ObjectsByRadius represents a set of objects that is calculated for the Bomb from the inputs because the Bomb does not care how that calculation is made so long as it can work with the objects. This is reusable incidentally, but the main goal is to isolate the calculation from the processes of dropping the Bomb and destroying the objects so you can comprehend each piece and how they fit together and change the behavior of an individual piece without having to reshape the entire algorithm.

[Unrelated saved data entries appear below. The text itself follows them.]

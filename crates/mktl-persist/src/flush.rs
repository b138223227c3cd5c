//! Background persistence: a single thread per daemon UUID coalesces
//! writes over a five second window before touching disk, so a rapidly
//! changing item doesn't generate a write per update. Scalar values are
//! stored as one JSON file per key; bulk values additionally get a
//! `bulk:<key>` companion file holding the raw bytes.

use std::collections::HashMap;
use std::path::{Path, PathBuf};
use std::sync::mpsc::{self, RecvTimeoutError, Sender};
use std::thread::JoinHandle;
use std::time::Duration;

use mktl_core::{Payload, Value};
use tracing::warn;
use uuid::Uuid;

use crate::error::Error;
use crate::Result;

const FLUSH_INTERVAL: Duration = Duration::from_secs(5);

enum Cmd {
    Push { key: String, payload: Payload, bulk: Option<Vec<u8>> },
    Flush,
    Shutdown,
}

/// Handle to a running persistence thread for one daemon UUID. Dropping it
/// flushes any pending writes before the thread exits.
pub struct Flusher {
    tx: Sender<Cmd>,
    thread: Option<JoinHandle<()>>,
}

pub fn persist_dir(store: &str, uuid: &Uuid) -> Result<PathBuf> {
    let _ = store;
    Ok(mktl_config::file::directory()?.join("daemon").join("persist").join(uuid.to_string()))
}

impl Flusher {
    pub fn start(store: impl Into<String>, uuid: Uuid) -> Result<Self> {
        let store = store.into();
        let base = persist_dir(&store, &uuid)?;
        std::fs::create_dir_all(&base).map_err(|source| Error::Io { path: base.clone(), source })?;

        let (tx, rx) = mpsc::channel::<Cmd>();

        let thread = std::thread::spawn(move || {
            let mut pending: HashMap<String, (Payload, Option<Vec<u8>>)> = HashMap::new();

            loop {
                match rx.recv_timeout(FLUSH_INTERVAL) {
                    Ok(Cmd::Push { key, payload, bulk }) => {
                        pending.insert(key, (payload, bulk));
                    }
                    Ok(Cmd::Flush) => {
                        flush_pending(&base, &mut pending);
                    }
                    Ok(Cmd::Shutdown) => {
                        flush_pending(&base, &mut pending);
                        break;
                    }
                    Err(RecvTimeoutError::Timeout) => {
                        flush_pending(&base, &mut pending);
                    }
                    Err(RecvTimeoutError::Disconnected) => break,
                }
            }
        });

        Ok(Self {
            tx,
            thread: Some(thread),
        })
    }

    pub fn push(&self, key: impl Into<String>, payload: Payload, bulk: Option<Vec<u8>>) {
        let _ = self.tx.send(Cmd::Push {
            key: key.into(),
            payload,
            bulk,
        });
    }

    /// Force an out-of-band flush without waiting for the coalescing window.
    pub fn flush(&self) {
        let _ = self.tx.send(Cmd::Flush);
    }
}

impl Drop for Flusher {
    fn drop(&mut self) {
        let _ = self.tx.send(Cmd::Shutdown);
        if let Some(thread) = self.thread.take() {
            let _ = thread.join();
        }
    }
}

fn flush_pending(base: &Path, pending: &mut HashMap<String, (Payload, Option<Vec<u8>>)>) {
    for (key, (payload, bulk)) in pending.drain() {
        if let Err(e) = write_one(base, &key, &payload, bulk.as_deref()) {
            warn!(key, error = %e, "failed to persist item value");
        }
    }
}

fn write_one(base: &Path, key: &str, payload: &Payload, bulk: Option<&[u8]>) -> Result<()> {
    let scalar_path = base.join(key);
    let raw = serde_json::to_vec(payload).map_err(|source| Error::Json {
        path: scalar_path.clone(),
        source,
    })?;
    std::fs::write(&scalar_path, raw).map_err(|source| Error::Io {
        path: scalar_path.clone(),
        source,
    })?;

    if let Some(bytes) = bulk {
        let bulk_path = base.join(format!("bulk:{key}"));
        std::fs::write(&bulk_path, bytes).map_err(|source| Error::Io {
            path: bulk_path.clone(),
            source,
        })?;
    }

    Ok(())
}

/// Load every persisted value for a daemon UUID, for replay into the
/// corresponding items via `req_set` at startup.
pub fn load(store: &str, uuid: &Uuid) -> Result<HashMap<String, (Value, f64, Option<Vec<u8>>)>> {
    let base = persist_dir(store, uuid)?;
    let mut out = HashMap::new();

    let entries = match std::fs::read_dir(&base) {
        Ok(entries) => entries,
        Err(e) if e.kind() == std::io::ErrorKind::NotFound => return Ok(out),
        Err(source) => return Err(Error::Io { path: base, source }),
    };

    for entry in entries {
        let entry = entry.map_err(|source| Error::Io { path: base.clone(), source })?;
        let name = entry.file_name().to_string_lossy().into_owned();
        if name.starts_with("bulk:") {
            continue;
        }

        let raw = std::fs::read_to_string(entry.path()).map_err(|source| Error::Io {
            path: entry.path(),
            source,
        })?;
        let payload: Payload = serde_json::from_str(&raw).map_err(|source| Error::Json {
            path: entry.path(),
            source,
        })?;

        let bulk_path = base.join(format!("bulk:{name}"));
        let bulk = std::fs::read(&bulk_path).ok();

        out.insert(name, (payload.value, payload.time, bulk));
    }

    Ok(out)
}

#[cfg(test)]
mod tests {
    use super::*;

    fn with_home(dir: &Path) {
        std::env::set_var("MKTL_HOME", dir);
    }

    #[test]
    fn flusher_coalesces_and_writes_on_drop() {
        let tmp = tempfile::tempdir().unwrap();
        with_home(tmp.path());

        let uuid = Uuid::new_v4();
        {
            let flusher = Flusher::start("mystore", uuid).unwrap();
            flusher.push("temp", Payload::new(Value::Int(1), 1.0), None);
            flusher.push("temp", Payload::new(Value::Int(2), 2.0), None);
            flusher.flush();
            std::thread::sleep(Duration::from_millis(50));
        } // Drop flushes anything left pending.

        let loaded = load("mystore", &uuid).unwrap();
        let (value, _time, _bulk) = loaded.get("temp").unwrap();
        assert_eq!(*value, Value::Int(2));
    }

    #[test]
    fn load_pairs_bulk_companion_file() {
        let tmp = tempfile::tempdir().unwrap();
        with_home(tmp.path());

        let uuid = Uuid::new_v4();
        {
            let flusher = Flusher::start("mystore", uuid).unwrap();
            flusher.push("image", Payload::new(Value::Null, 1.0), Some(vec![1, 2, 3]));
            flusher.flush();
            std::thread::sleep(Duration::from_millis(50));
        }

        let loaded = load("mystore", &uuid).unwrap();
        let (_value, _time, bulk) = loaded.get("image").unwrap();
        assert_eq!(bulk.as_deref(), Some(&[1u8, 2, 3][..]));
    }
}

Interactions, not Algorithms

Instead of trying to guess at the right number of parameters for a complex algorithm, it makes more sense to model the process as a set of interacting objects, each with extremely narrow roles, since it will give you the ability to model the complexity of your process through the interactions between these well-defined, easy to comprehend, and nearly unchanging objects. When done correctly, this makes even some of the most complex modifications as trivial as implementing an interface or two and reworking which objects are instantiated in your main() method.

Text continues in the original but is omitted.